→ **Exercise description**: From the line below that contains "false, width: Some(1), endian: Endian::Big" to the line that contains "impl fmt::Display for Number", repeat every line exactly, both ends included, and nothing else.

→ **Task input**:
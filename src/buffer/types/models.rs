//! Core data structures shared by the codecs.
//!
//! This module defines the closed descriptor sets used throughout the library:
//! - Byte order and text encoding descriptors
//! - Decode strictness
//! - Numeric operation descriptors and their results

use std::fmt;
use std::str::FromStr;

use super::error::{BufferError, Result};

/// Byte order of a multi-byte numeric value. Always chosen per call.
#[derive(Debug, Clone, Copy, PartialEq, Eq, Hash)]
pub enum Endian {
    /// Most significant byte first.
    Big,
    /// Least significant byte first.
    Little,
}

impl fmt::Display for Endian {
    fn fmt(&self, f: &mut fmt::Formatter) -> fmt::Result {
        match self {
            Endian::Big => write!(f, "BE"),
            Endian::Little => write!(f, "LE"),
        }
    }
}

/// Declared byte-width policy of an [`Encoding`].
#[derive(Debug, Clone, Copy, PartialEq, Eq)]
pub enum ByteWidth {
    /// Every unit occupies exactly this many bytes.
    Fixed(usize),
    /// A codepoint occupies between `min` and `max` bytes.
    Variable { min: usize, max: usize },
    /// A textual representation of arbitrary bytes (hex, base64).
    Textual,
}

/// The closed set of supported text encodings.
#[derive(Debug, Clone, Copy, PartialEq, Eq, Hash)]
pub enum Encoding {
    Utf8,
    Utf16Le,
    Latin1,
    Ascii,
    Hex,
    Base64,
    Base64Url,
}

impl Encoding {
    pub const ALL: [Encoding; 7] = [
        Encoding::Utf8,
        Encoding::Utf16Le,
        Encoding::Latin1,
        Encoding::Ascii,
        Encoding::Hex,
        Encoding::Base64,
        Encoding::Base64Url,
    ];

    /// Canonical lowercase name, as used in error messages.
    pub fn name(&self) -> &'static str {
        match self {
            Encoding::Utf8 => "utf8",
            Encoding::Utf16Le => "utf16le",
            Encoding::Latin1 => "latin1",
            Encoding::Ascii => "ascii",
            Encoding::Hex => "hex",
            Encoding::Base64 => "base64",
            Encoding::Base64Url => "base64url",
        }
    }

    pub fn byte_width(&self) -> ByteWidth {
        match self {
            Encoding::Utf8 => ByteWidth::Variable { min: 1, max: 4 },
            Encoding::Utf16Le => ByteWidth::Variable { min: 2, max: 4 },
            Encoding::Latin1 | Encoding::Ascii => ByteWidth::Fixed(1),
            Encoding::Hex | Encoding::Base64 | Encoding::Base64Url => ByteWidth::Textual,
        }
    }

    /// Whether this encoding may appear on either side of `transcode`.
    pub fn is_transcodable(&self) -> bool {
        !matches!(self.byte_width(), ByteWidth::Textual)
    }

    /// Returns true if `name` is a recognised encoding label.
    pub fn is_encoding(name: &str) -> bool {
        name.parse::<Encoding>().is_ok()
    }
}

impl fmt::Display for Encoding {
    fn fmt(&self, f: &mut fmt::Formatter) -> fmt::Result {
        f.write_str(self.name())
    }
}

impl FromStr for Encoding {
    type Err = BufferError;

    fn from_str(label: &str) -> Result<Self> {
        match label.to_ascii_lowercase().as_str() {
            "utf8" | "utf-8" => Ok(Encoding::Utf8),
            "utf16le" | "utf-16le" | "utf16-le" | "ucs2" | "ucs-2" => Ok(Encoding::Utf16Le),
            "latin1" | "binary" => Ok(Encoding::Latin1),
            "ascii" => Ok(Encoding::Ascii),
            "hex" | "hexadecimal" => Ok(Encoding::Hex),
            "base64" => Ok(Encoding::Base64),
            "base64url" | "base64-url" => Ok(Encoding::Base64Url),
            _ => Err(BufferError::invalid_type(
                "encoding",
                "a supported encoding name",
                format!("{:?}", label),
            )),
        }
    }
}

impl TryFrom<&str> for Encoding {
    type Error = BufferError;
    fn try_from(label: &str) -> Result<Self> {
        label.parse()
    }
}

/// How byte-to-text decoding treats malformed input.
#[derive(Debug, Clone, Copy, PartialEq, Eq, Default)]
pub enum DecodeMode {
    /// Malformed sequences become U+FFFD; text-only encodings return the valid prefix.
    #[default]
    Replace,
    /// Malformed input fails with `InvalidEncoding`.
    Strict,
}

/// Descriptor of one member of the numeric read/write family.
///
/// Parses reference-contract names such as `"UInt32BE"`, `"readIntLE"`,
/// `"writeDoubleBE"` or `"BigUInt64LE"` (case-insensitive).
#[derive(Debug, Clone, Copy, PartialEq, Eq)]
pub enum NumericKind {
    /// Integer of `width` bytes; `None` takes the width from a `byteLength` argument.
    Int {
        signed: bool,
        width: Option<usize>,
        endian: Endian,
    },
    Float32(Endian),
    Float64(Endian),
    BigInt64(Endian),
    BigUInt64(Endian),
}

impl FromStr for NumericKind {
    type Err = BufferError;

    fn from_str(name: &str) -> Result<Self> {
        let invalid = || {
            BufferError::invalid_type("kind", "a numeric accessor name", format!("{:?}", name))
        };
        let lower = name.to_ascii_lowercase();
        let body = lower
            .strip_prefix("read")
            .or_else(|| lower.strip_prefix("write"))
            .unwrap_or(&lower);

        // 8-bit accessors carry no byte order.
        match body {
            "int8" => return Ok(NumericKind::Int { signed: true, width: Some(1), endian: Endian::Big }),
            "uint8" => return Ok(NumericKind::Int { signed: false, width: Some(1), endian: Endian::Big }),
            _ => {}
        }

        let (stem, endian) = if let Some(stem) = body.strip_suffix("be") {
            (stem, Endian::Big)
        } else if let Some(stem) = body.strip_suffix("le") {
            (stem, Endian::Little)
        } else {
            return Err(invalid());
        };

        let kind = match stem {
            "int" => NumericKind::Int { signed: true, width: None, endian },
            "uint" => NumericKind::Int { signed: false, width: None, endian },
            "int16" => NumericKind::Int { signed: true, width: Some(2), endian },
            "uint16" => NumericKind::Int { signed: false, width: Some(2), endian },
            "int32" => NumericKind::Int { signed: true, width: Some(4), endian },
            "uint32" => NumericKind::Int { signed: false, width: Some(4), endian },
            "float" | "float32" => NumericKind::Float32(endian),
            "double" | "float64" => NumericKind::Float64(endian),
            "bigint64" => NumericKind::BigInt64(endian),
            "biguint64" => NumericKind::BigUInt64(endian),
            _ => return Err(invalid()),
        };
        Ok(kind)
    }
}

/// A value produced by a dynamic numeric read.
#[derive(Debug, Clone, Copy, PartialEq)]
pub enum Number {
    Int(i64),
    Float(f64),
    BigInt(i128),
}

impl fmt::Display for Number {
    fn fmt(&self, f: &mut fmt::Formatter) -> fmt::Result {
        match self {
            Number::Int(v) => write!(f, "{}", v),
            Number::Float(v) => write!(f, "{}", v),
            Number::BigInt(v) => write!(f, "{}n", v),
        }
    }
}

→ **Output for this exercise**:
            "uint8" => return Ok(NumericKind::Int { signed: false, width: Some(1), endian: Endian::Big }),
            _ => {}
        }

        let (stem, endian) = if let Some(stem) = body.strip_suffix("be") {
            (stem, Endian::Big)
        } else if let Some(stem) = body.strip_suffix("le") {
            (stem, Endian::Little)
        } else {
            return Err(invalid());
        };

        let kind = match stem {
            "int" => NumericKind::Int { signed: true, width: None, endian },
            "uint" => NumericKind::Int { signed: false, width: None, endian },
            "int16" => NumericKind::Int { signed: true, width: Some(2), endian },
            "uint16" => NumericKind::Int { signed: false, width: Some(2), endian },
            "int32" => NumericKind::Int { signed: true, width: Some(4), endian },
            "uint32" => NumericKind::Int { signed: false, width: Some(4), endian },
            "float" | "float32" => NumericKind::Float32(endian),
            "double" | "float64" => NumericKind::Float64(endian),
            "bigint64" => NumericKind::BigInt64(endian),
            "biguint64" => NumericKind::BigUInt64(endian),
            _ => return Err(invalid()),
        };
        Ok(kind)
    }
}

/// A value produced by a dynamic numeric read.
#[derive(Debug, Clone, Copy, PartialEq)]
pub enum Number {
    Int(i64),
    Float(f64),
    BigInt(i128),
}

impl fmt::Display for Number {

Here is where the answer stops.